To investigate the presence of a chromosomal aberration at the level of the single specimen, the gene expression data were smoothed independently for each sample over the chromosome with the identified expression imbalance and the smoothed signals were used to generate a heatmap (Fig. 1c). Hierarchical clustering of the smoothed data for genes on chromosome 8 segregated the 20 samples into 2 major clusters, one mostly composed of AML+8 specimens with overexpressed regions on chromosome 8 and the other grouping AML+8 and AML-CN samples with lower expression levels of chromosome 8 significant genes. Thus, LAP analysis allowed identifying regions with transcriptional modulation related to trisomy of chromosome 8 even in a heterogeneous group of AML+8 samples. This heterogeneity penalizes methods based on sample permutations, such as SAM (Tusher et al., 2001) and MACAT (Toedling et al., 2004), while it does not affect LAP whose permutation scheme is applied on gene location. Indeed, SAM did not identify any statistically significant genes at a q-value of 0.05, and MACAT did not select any differentially expressed chromosomal region (Fig. 3_SI and Table 2_SI; kNN-kernel for interpolation between the scores, optimal parameter settings determined by cross-validation and 10 000 random permutations of the class labels). Differently, the version of MACAT with permutations of genes on chromosomes identified a total of 697 modulated probes scattered along the chromosomes, including up- and down-regulated genes on chromosome 8 (Fig. 4_SI and Table 2_SI; kNN-kernel for interpolation between the scores, optimal parameter settings determined by cross-validation, and 10 000 random permutations of gene positions). Finally, Levin's model-based procedure (Levin et al., 2005) identified only few up-regulated probes on chromosome 8 and several modulated probes on other chromosomes (Fig. 5_SI, p-value <0.05). As such, LAP outperformed other approaches in detecting the increase of gene expression on chromosome 8 previously described by Virtaneva et al., 2001 in AML+8 samples.

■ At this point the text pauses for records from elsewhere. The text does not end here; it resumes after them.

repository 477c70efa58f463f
pub mod application;
pub mod config;
pub mod domain;
pub mod infrastructure;
pub mod interfaces;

Case study 2: multi-class response
Pediatric acute lymphoblastic leukemia (ALL) is a heterogeneous disease with subtypes that differ markedly in their cellular and molecular characteristics as well as in their response to therapy (Ross et al., 2003). Nowadays, treatment protocols achieve an overall survival rate of 70–80% optimizing the intensity of therapy on the patient's risk of relapse. As such, the accurate assignment of patients to risk groups is a critical parameter for establishing the correct therapeutical intervention. Ross and coworkers classified ALL patients into prognostic groups on the basis of expression profiles assessed with Affymetrix HG-U133A microarrays (Ross et al., 2003).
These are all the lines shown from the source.